*Task brief*
Hunt through the lines below for the string "Delegation" and copy each one that has it.

*Given records*
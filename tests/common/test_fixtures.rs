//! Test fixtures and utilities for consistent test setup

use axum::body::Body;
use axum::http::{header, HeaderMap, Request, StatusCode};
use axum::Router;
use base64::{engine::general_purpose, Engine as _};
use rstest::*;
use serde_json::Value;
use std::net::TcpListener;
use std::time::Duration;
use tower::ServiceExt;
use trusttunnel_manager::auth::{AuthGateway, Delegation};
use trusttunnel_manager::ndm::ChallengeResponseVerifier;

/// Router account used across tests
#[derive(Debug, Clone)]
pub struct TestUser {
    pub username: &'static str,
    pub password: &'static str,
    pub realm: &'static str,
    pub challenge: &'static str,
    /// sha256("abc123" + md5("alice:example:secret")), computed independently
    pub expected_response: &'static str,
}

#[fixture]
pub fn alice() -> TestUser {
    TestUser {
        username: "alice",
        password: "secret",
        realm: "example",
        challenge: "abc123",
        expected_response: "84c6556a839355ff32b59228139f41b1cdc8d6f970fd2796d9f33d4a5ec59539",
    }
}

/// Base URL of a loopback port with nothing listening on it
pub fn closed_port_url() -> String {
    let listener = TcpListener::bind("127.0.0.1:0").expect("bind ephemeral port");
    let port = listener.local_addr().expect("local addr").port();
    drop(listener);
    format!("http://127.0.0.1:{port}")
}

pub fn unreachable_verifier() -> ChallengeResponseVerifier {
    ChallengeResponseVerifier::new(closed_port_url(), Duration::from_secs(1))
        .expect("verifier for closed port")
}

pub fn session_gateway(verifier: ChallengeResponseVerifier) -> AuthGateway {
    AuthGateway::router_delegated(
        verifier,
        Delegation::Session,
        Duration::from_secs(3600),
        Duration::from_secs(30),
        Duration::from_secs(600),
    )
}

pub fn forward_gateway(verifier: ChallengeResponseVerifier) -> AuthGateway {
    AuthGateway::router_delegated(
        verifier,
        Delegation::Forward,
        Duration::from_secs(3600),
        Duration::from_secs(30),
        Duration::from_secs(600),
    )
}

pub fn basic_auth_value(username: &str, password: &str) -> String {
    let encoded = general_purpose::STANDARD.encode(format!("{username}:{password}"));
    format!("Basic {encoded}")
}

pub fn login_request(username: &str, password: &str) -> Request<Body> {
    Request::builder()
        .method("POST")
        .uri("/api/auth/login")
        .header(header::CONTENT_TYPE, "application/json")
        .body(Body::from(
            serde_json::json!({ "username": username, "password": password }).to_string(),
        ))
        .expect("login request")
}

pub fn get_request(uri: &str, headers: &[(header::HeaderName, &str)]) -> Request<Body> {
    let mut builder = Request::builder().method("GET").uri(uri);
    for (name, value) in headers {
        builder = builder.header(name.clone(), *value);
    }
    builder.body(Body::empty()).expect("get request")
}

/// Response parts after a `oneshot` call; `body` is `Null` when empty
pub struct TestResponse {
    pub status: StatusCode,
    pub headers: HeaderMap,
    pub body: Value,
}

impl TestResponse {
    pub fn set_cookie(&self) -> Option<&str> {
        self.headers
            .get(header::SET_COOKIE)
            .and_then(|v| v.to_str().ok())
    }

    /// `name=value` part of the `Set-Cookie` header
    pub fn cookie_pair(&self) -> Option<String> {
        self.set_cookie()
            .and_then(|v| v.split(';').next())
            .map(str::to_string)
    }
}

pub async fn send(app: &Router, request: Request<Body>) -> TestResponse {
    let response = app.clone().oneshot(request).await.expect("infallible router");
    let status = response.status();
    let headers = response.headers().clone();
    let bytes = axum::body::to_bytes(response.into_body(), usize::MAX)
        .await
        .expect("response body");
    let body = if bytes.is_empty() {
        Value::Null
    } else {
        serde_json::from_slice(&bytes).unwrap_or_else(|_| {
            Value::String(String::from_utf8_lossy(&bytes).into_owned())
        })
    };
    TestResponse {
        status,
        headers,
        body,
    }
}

*Exercise answer*
use trusttunnel_manager::auth::{AuthGateway, Delegation};
        Delegation::Session,
        Delegation::Forward,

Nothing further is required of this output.